Cyber planners should be carefully watching the coronavirus
In 1983 computer science Ph.D. student Fred Cohen developed a novel software program that would surreptitiously install itself on host computers and quietly surrender all rights, privileges, and data to Cohen. Upon seeing the extraordinary success of the software after it was tested on university computers, Professor Len Adelman commented to Cohen that the behavior of the software reminded him of research he was conducting into HIV infections — and thus was born the term “computer virus.”
The history of Cohen and Adelman’s neologism is more than an interesting anecdote — it illustrates that computer experts recognized from the start the value of using medical models as a way to understand what is now known as cybersecurity. Examples of that abound: Cybersecurity experts have adopted nearly wholesale the tools used in epidemiology for use when fighting cyberattacks, and genetic researchers have helped cyber professionals use statistical models designed to study mutations to speed up analyses of cyberattacks.
That brings us to the big disease story of 2020, the Coronavirus or “COVID-19” outbreak. Cyber experts across the globe should take note that COVID-19 is causing the same severe disruptions and tangible financial harm to manufacturing and transportation sectors predicted to accompany a large scale cyberattack.

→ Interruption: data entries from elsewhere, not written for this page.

//! Provider-aware client factory for the OpenAI and Azure OpenAI APIs
mod client;
mod config;
mod message;
mod provider;
mod resolver;

#[cfg(test)]
mod mock_server;

use thiserror::Error;

/// Result type for llm-factory operations
pub type Result<T> = std::result::Result<T, Error>;

/// Error types for llm-factory operations
///
/// None of these are raised by [`create_client`]; they surface from the
/// returned handle when it is used.
#[derive(Debug, Error)]
pub enum Error {
    /// API error
    #[error("API error: {0}")]
    Api(String),

    /// HTTP client error
    #[error("HTTP error: {0}")]
    Http(#[from] reqwest::Error),

    /// JSON serialization/deserialization error
    #[error("JSON error: {0}")]
    Json(#[from] serde_json::Error),

    /// Configuration error
    #[error("Configuration error: {0}")]
    Config(String),

    /// No API key could be resolved for the provider
    #[error("no API key configured for provider '{provider}'")]
    MissingApiKey { provider: String },

    /// No endpoint could be resolved for the provider
    #[error("no base URL configured for provider '{provider}'")]
    MissingBaseUrl { provider: String },
}

pub use client::{AzureOpenAIClient, Client, ClientHandle, HeaderSet, OpenAIClient, DEFAULT_TIMEOUT};
pub use config::{ClientConfig, ClientEnvironment, ProviderKind, DEFAULT_AZURE_API_VERSION};
pub use message::{Message, MessageRole, Usage};
pub use provider::{build_headers, create_client, redact_api_key};
pub use resolver::{ConfigResolver, EnvResolver, ProviderInfo, ProviderTable};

When (and hopefully not if) tactics are devised to minimize the impact of such COVID-19-induced disruptions and financial losses, Washington’s cyber planners would do well to try to adopt them into the emerging cyber mitigation strategies.

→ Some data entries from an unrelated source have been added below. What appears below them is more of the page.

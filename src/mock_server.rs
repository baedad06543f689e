//! Mock HTTP servers for testing client handles offline
//!
//! wiremock-based stand-ins for the OpenAI and Azure OpenAI chat endpoints.
//! Each mock only answers requests that follow that provider's URL and
//! authentication conventions.

use wiremock::{
    matchers::{header, method, path, query_param},
    Mock, MockServer, ResponseTemplate,
};

fn chat_completion_body(content: &str, total_tokens: u32) -> serde_json::Value {
    serde_json::json!({
        "id": "chatcmpl-mock",
        "object": "chat.completion",
        "created": 1234567890,
        "model": "gpt-4o-mini",
        "choices": [{
            "index": 0,
            "message": {
                "role": "assistant",
                "content": content
            },
            "finish_reason": "stop"
        }],
        "usage": {
            "prompt_tokens": 10,
            "completion_tokens": total_tokens - 10,
            "total_tokens": total_tokens
        }
    })
}

/// OpenAI mock server for testing
pub struct OpenAIMockServer {
    server: MockServer,
}

impl OpenAIMockServer {
    /// Create a new OpenAI mock server
    pub async fn start() -> Self {
        let server = MockServer::start().await;
        Self { server }
    }

    /// Get the base URL of this mock server
    pub fn base_url(&self) -> String {
        self.server.uri()
    }

    /// Answer chat completions sent with `Authorization: Bearer {api_key}`
    pub async fn mock_chat_completion(&self, api_key: &str, content: &str, total_tokens: u32) {
        Mock::given(method("POST"))
            .and(path("/chat/completions"))
            .and(header("Authorization", format!("Bearer {}", api_key).as_str()))
            .respond_with(ResponseTemplate::new(200).set_body_json(chat_completion_body(content, total_tokens)))
            .mount(&self.server)
            .await;
    }

    /// Answer with an error status
    pub async fn mock_error(&self, status: u16, body: &str) {
        Mock::given(method("POST"))
            .and(path("/chat/completions"))
            .respond_with(ResponseTemplate::new(status).set_body_string(body))
            .mount(&self.server)
            .await;
    }

    /// Requests received so far
    pub async fn received(&self) -> Vec<wiremock::Request> {
        self.server.received_requests().await.unwrap_or_default()
    }
}

/// Azure OpenAI mock server for testing
pub struct AzureMockServer {
    server: MockServer,
}

impl AzureMockServer {
    /// Create a new Azure OpenAI mock server
    pub async fn start() -> Self {
        let server = MockServer::start().await;
        Self { server }
    }

    /// Base URL in the `.../openai` form Azure resources use
    pub fn base_url(&self) -> String {
        format!("{}/openai", self.server.uri())
    }

    /// Answer chat completions for one deployment at one API version
    pub async fn mock_deployment(
        &self,
        deployment: &str,
        api_version: &str,
        api_key: &str,
        content: &str,
        total_tokens: u32,
    ) {
        Mock::given(method("POST"))
            .and(path(format!("/openai/deployments/{}/chat/completions", deployment)))
            .and(query_param("api-version", api_version))
            .and(header("api-key", api_key))
            .respond_with(ResponseTemplate::new(200).set_body_json(chat_completion_body(content, total_tokens)))
            .mount(&self.server)
            .await;
    }

    /// Requests received so far
    pub async fn received(&self) -> Vec<wiremock::Request> {
        self.server.received_requests().await.unwrap_or_default()
    }

    /// Answer streaming requests with a fixed SSE body
    pub async fn mock_deployment_stream(&self, deployment: &str, sse_body: &str) {
        Mock::given(method("POST"))
            .and(path(format!("/openai/deployments/{}/chat/completions", deployment)))
            .respond_with(
                ResponseTemplate::new(200)
                    .insert_header("content-type", "text/event-stream")
                    .set_body_string(sse_body),
            )
            .mount(&self.server)
            .await;
    }
}

#[cfg(test)]
mod tests {
    use super::*;
    use crate::{create_client, ClientConfig, ClientEnvironment, EnvResolver, Error, Message, ProviderKind, ProviderTable};
    use std::collections::HashMap;

    fn resolver(pairs: &[(&str, String)]) -> EnvResolver {
        let vars: HashMap<String, String> = pairs
            .iter()
            .map(|(k, v)| (k.to_string(), v.clone()))
            .collect();
        EnvResolver::with_vars(ProviderTable::builtin(), vars)
    }

    #[tokio::test]
    async fn test_openai_mock_non_streaming() {
        let mock = OpenAIMockServer::start().await;
        mock.mock_chat_completion("sk-test", "Hello, world!", 50).await;

        let r = resolver(&[
            ("OPENAI_API_KEY", "sk-test".to_string()),
            ("OPENAI_BASE_URL", mock.base_url()),
        ]);
        let env = ClientEnvironment::default()
            .with_organization("org-1")
            .with_project("proj-1");
        let client = create_client(&ClientConfig::for_provider("openai"), &env, &r);

        let messages = vec![Message::user("Say hello")];
        let (response, usage) = client.chat(&messages, "gpt-4o-mini").await.unwrap();

        assert_eq!(response, "Hello, world!");
        assert_eq!(usage.total_tokens, 50);

        let received = mock.received().await;
        assert_eq!(received.len(), 1);
        let request = &received[0];
        assert_eq!(request.headers.get("OpenAI-Organization").unwrap(), "org-1");
        assert_eq!(request.headers.get("OpenAI-Project").unwrap(), "proj-1");
        assert!(request.url.query().is_none());

        let body: serde_json::Value = serde_json::from_slice(&request.body).unwrap();
        assert_eq!(body["model"], "gpt-4o-mini");
        assert_eq!(body["stream"], false);
    }

    #[tokio::test]
    async fn test_openai_mock_without_default_headers() {
        let mock = OpenAIMockServer::start().await;
        mock.mock_chat_completion("sk-test", "ok", 20).await;

        let r = resolver(&[
            ("OPENAI_API_KEY", "sk-test".to_string()),
            ("OPENAI_BASE_URL", mock.base_url()),
        ]);
        let client = create_client(&ClientConfig::for_provider("openai"), &ClientEnvironment::default(), &r);
        client.chat(&[Message::user("hi")], "gpt-4o-mini").await.unwrap();

        let received = mock.received().await;
        assert!(received[0].headers.get("OpenAI-Organization").is_none());
        assert!(received[0].headers.get("OpenAI-Project").is_none());
    }

    #[tokio::test]
    async fn test_openai_mock_api_error() {
        let mock = OpenAIMockServer::start().await;
        mock.mock_error(401, "invalid api key").await;

        let r = resolver(&[
            ("OPENAI_API_KEY", "sk-wrong".to_string()),
            ("OPENAI_BASE_URL", mock.base_url()),
        ]);
        let client = create_client(&ClientConfig::default(), &ClientEnvironment::default(), &r);
        let err = client.chat(&[Message::user("hi")], "gpt-4o-mini").await.unwrap_err();

        match err {
            Error::Api(msg) => {
                assert!(msg.contains("401"), "{msg}");
                assert!(msg.contains("invalid api key"), "{msg}");
            }
            other => panic!("unexpected error: {other}"),
        }
    }

    #[tokio::test]
    async fn test_unknown_provider_uses_standard_conventions() {
        let mock = OpenAIMockServer::start().await;
        mock.mock_chat_completion("foo-key", "from foo", 30).await;

        let r = resolver(&[
            ("FOO_API_KEY", "foo-key".to_string()),
            ("FOO_BASE_URL", mock.base_url()),
        ]);
        let client = create_client(&ClientConfig::for_provider("foo"), &ClientEnvironment::default(), &r);
        assert_eq!(client.kind(), ProviderKind::Standard);

        let (response, _) = client.chat(&[Message::user("hi")], "foo-model").await.unwrap();
        assert_eq!(response, "from foo");
    }

    #[tokio::test]
    async fn test_azure_mock_non_streaming() {
        let mock = AzureMockServer::start().await;
        mock.mock_deployment("gpt-4o", "2024-10-21", "az-key", "Hello from Azure!", 40)
            .await;

        let r = resolver(&[
            ("AZURE_OPENAI_API_KEY", "az-key".to_string()),
            ("AZURE_BASE_URL", mock.base_url()),
        ]);
        let env = ClientEnvironment::default()
            .with_api_version("2024-10-21")
            .with_organization("org-1")
            .with_project("proj-1");
        let client = create_client(&ClientConfig::for_provider("Azure"), &env, &r);

        let (response, usage) = client.chat(&[Message::user("Say hello")], "gpt-4o").await.unwrap();
        assert_eq!(response, "Hello from Azure!");
        assert_eq!(usage.prompt_tokens, 10);
        assert_eq!(usage.completion_tokens, 30);

        let received = mock.received().await;
        assert_eq!(received.len(), 1);
        let request = &received[0];
        assert_eq!(request.headers.get("api-key").unwrap(), "az-key");
        assert!(request.headers.get("Authorization").is_none());
        assert_eq!(request.headers.get("OpenAI-Organization").unwrap(), "org-1");
        assert_eq!(request.headers.get("OpenAI-Project").unwrap(), "proj-1");
    }

    #[tokio::test]
    async fn test_azure_mock_wrong_api_version_is_not_matched() {
        let mock = AzureMockServer::start().await;
        mock.mock_deployment("gpt-4o", "2024-10-21", "az-key", "unused", 20)
            .await;

        let r = resolver(&[
            ("AZURE_OPENAI_API_KEY", "az-key".to_string()),
            ("AZURE_BASE_URL", mock.base_url()),
        ]);
        let env = ClientEnvironment::default().with_api_version("2023-05-15");
        let client = create_client(&ClientConfig::for_provider("azure"), &env, &r);

        let err = client.chat(&[Message::user("hi")], "gpt-4o").await.unwrap_err();
        assert!(matches!(err, Error::Api(ref msg) if msg.contains("404")), "{err}");
    }

    #[tokio::test]
    async fn test_azure_mock_stream_raw() {
        let mock = AzureMockServer::start().await;
        let sse = "data: {\"choices\":[{\"delta\":{\"content\":\"Hi\"}}]}\n\ndata: [DONE]\n\n";
        mock.mock_deployment_stream("gpt-4o", sse).await;

        let r = resolver(&[
            ("AZURE_OPENAI_API_KEY", "az-key".to_string()),
            ("AZURE_BASE_URL", mock.base_url()),
        ]);
        let client = create_client(&ClientConfig::for_provider("azure"), &ClientEnvironment::default(), &r);

        let response = client.chat_stream_raw(&[Message::user("hi")], "gpt-4o").await.unwrap();
        assert_eq!(response.text().await.unwrap(), sse);
    }
}
use std::time::Instant;

use docSpy::app::settings::Settings;
use docSpy::app::App;
use docSpy::doc::loader::parse_document;
use docSpy::input::mouse::{MouseButton, MouseEvent, MouseEventKind};
use docSpy::runner::handlers;
use docSpy::ui::AppLayout;
use ratatui::layout::Rect;

fn sample_app() -> App {
    let doc = parse_document(
        "doc",
        "# Alpha\nline\nline\nline\nline\n# Beta\nline\nline\nline\nline\n# Gamma\nline\nline\nline\nline",
    );
    App::new(doc, None, Settings::default())
}

fn settled(app: &mut App, term: Rect) {
    let layout = AppLayout::compute(term);
    app.on_frame(layout.content_inner(), Instant::now());
}

#[test]
fn wheel_over_content_scrolls_and_schedules_a_refresh() {
    let mut app = sample_app();
    let term = Rect::new(0, 0, 80, 24);
    settled(&mut app, term);
    assert!(!app.spy.as_ref().unwrap().is_refresh_pending());

    let me = MouseEvent {
        column: 40,
        row: 10,
        kind: MouseEventKind::ScrollDown,
    };
    handlers::handle_mouse(&mut app, me, term).unwrap();

    assert_eq!(app.viewport.offset(), f32::from(app.settings.scroll_step));
    assert!(app.spy.as_ref().unwrap().is_refresh_pending());
}

#[test]
fn wheel_outside_the_content_pane_is_ignored() {
    let mut app = sample_app();
    let term = Rect::new(0, 0, 80, 24);
    settled(&mut app, term);

    // Column 10 is inside the sidebar.
    let me = MouseEvent {
        column: 10,
        row: 10,
        kind: MouseEventKind::ScrollDown,
    };
    handlers::handle_mouse(&mut app, me, term).unwrap();
    assert_eq!(app.viewport.offset(), 0.0);
}

#[test]
fn click_on_a_link_row_activates_that_link() {
    let mut app = sample_app();
    let term = Rect::new(0, 0, 80, 24);
    settled(&mut app, term);

    // Second link row: sidebar inner starts at row 4.
    let me = MouseEvent {
        column: 3,
        row: 5,
        kind: MouseEventKind::Down(MouseButton::Left),
    };
    handlers::handle_mouse(&mut app, me, term).unwrap();

    let spy = app.spy.as_ref().unwrap();
    assert_eq!(spy.active(), Some(&"beta".into()));
    assert_eq!(spy.ripples().len(), 1);
    assert_eq!(app.sidebar.focused(), 1);
    assert!(app.smooth.is_animating());
}

#[test]
fn click_on_an_empty_sidebar_row_does_nothing() {
    let mut app = sample_app();
    let term = Rect::new(0, 0, 80, 24);
    settled(&mut app, term);

    // Row 15 is inside the sidebar but has no link (only 3 links exist).
    let me = MouseEvent {
        column: 3,
        row: 15,
        kind: MouseEventKind::Down(MouseButton::Left),
    };
    handlers::handle_mouse(&mut app, me, term).unwrap();

    let spy = app.spy.as_ref().unwrap();
    assert!(spy.ripples().is_empty());
    assert_eq!(app.sidebar.focused(), 0);
}

#[test]
fn click_on_the_sidebar_border_does_nothing() {
    let mut app = sample_app();
    let term = Rect::new(0, 0, 80, 24);
    settled(&mut app, term);

    let me = MouseEvent {
        column: 0,
        row: 5,
        kind: MouseEventKind::Down(MouseButton::Left),
    };
    handlers::handle_mouse(&mut app, me, term).unwrap();
    assert!(app.spy.as_ref().unwrap().ripples().is_empty());
}

#[test]
fn wheel_cancels_a_glide_from_an_earlier_click() {
    let mut app = sample_app();
    let term = Rect::new(0, 0, 80, 24);
    settled(&mut app, term);

    let click = MouseEvent {
        column: 3,
        row: 6,
        kind: MouseEventKind::Down(MouseButton::Left),
    };
    handlers::handle_mouse(&mut app, click, term).unwrap();
    assert!(app.smooth.is_animating());

    let wheel = MouseEvent {
        column: 40,
        row: 10,
        kind: MouseEventKind::ScrollUp,
    };
    handlers::handle_mouse(&mut app, wheel, term).unwrap();
    assert!(!app.smooth.is_animating());
}
use ratatui::{
    layout::{Margin, Rect},
    text::Line,
    widgets::{Block, Borders, Paragraph, Scrollbar, ScrollbarOrientation, ScrollbarState},
    Frame,
};

use crate::app::core::geometry::wrap_body_line;
use crate::app::types::Document;
use crate::app::App;

pub fn render(f: &mut Frame, area: Rect, app: &App) {
    let colors = crate::ui::colors::current();
    let inner = area.inner(Margin::new(1, 1));
    let lines = document_lines(&app.doc, inner.width);
    let paragraph = Paragraph::new(lines)
        .block(
            Block::default()
                .borders(Borders::ALL)
                .title(format!(" {} ", app.doc.title))
                .style(colors.content_block_style),
        )
        .style(colors.body_style)
        .scroll((app.viewport.row_offset(), 0));
    f.render_widget(paragraph, area);

    if app.viewport.is_scrollable() {
        let mut state = ScrollbarState::new(app.viewport.max_offset() as usize)
            .position(usize::from(app.viewport.row_offset()));
        let scrollbar = Scrollbar::new(ScrollbarOrientation::VerticalRight)
            .thumb_style(colors.scrollbar_thumb_style)
            .track_style(colors.scrollbar_track_style);
        f.render_stateful_widget(scrollbar, area.inner(Margin::new(0, 1)), &mut state);
    }
}

/// The document flattened into display rows: a heading row per section,
/// its body wrapped at the pane width, and a blank separator. Row counts
/// match `geometry::section_height` by construction.
pub fn document_lines(doc: &Document, width: u16) -> Vec<Line<'static>> {
    let colors = crate::ui::colors::current();
    let mut lines = Vec::new();
    for section in &doc.sections {
        lines.push(Line::styled(section.title.clone(), colors.heading_style));
        for raw in &section.body {
            for piece in wrap_body_line(raw, width) {
                lines.push(Line::raw(piece));
            }
        }
        lines.push(Line::raw(""));
    }
    lines
}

A quick review of the disruptions caused COVID-19 amply demonstrates how it is causing the same problems anticipated to result from a hard hitting cyberattack. For instance COVID-19 has forced a string of firms ranging from airplane manufacturer Airbus to car makers like Tesla and G.M. to shutter their production facilities. Those closures are directly resulting in the kind of harm hackers are aiming for, namely hits to the bottom line of American companies. Apple recently announced that it will likely miss its quarterly revenue guidance due in part to the COVID-19-related manufacturing plant closings.

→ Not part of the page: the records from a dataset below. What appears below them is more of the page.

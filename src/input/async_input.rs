use anyhow::Result;
use crossterm::event::EventStream;
use futures_util::stream::StreamExt;
use tracing::warn;

use crate::input::{map_event, InputEvent};

/// Asynchronously listens for terminal events and invokes `on_event` for
/// each one, mapped to the crate-local [`InputEvent`].
///
/// This is a thin wrapper around `crossterm::event::EventStream` for hosts
/// that embed the viewer in an async runtime. The handler runs on the task
/// that awaits events; it should be quick and non-blocking.
///
/// Errors from the underlying stream are logged and the listener continues,
/// so transient terminal hiccups do not kill the input side.
pub async fn event_listener<F>(mut on_event: F) -> Result<()>
where
    F: FnMut(InputEvent) + Send + 'static,
{
    let mut stream = EventStream::new();

    while let Some(result) = stream.next().await {
        match result {
            Ok(event) => on_event(map_event(event)),
            Err(e) => warn!("async input event stream error (continuing): {}", e),
        }
    }

    Ok(())
}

Biological and computer viruses can cause financial blows by disrupting the movement of goods and people. Just look at the problems caused by the restrictions on travel to China. Companies are barring their employees from traveling to Asia for work, resulting in a shortage of workers essential to trade with Beijing. One particularly startling example here is the FDA’s decision to pull its inspectors out of China. Without those inspectors, Chinese-made “critical medical products” cannot get the approvals needed before they can be shipped to the U.S., a situation the FDA warns could lead to shortages of vital medical devices.
The mirrored harms by the two types of viruses is more than just speculation. Consider that the 2017 “NotPetya” ransomware virus caused global economic disruptions of types eerily similar to what COVID-19 has wrought: temporary shortages of needed vaccines and halts to global movement of cargo both happened due to NotPetya. Even Nabisco parent Mondelez suffered its own internal NotPetya-induced delivery disruptions, leading to brief but terrifying worries that the global Oreo supply would dramatically tighten.
While the NotPetya wildfire was contained before it spread too widely, cyber experts have sounded the alarm that even more destructive viruses are waiting in the wings. Attacks are now popping up that use ransomware designed specifically to freeze industrial control systems, while the Department of Homeland Security for instance has recently warned about the growing threat of viruses designed specifically to destroy the data on infected computers.
The costs of such attacks have been projected by Lloyds of London to be upwards of $200 billion. As staggering as that that figure is, more worrisome is the observation by Lloyds’ that perhaps just 10 percent of those losses would be covered by insurance, leaving the remainder to be absorbed by the injured businesses.
Thanks to their costly experience with the 2003 SARS epidemic, insurance carriers have largely stopped issuing insurance policies that cover epidemics, virtually guaranteeing that COVID-19-related losses will be similarly underinsured. When combined with current projections that COVID-19 will generate losses similar to those projected in the Lloyd’s scenario, it’s a fair assumption that governments will be forced to help companies manage those losses, lest they lead to a global slowdown.
Cyber thinkers in Washington then would do well then to carefully study any successful measures used to mitigate the financial impact caused by COVID-19. Doing so will help prevent unnecessary scrambling and jury-rigged solutions when the inevitable cyber pandemic arrives.
When it comes to studying who, what, where, and when of viruses, there is a striking amount of overlap between the real and cyber worlds. And especially in the relatively uncharted world of massive cyberattacks, we would do well to learn as much as we can from the medical textbook so that the financial recovery chapter of the cyber playbook is as close to finished as possible.
Brian Finch is a cybersecurity attorney with Pillsbury law firm based in Washington D.C.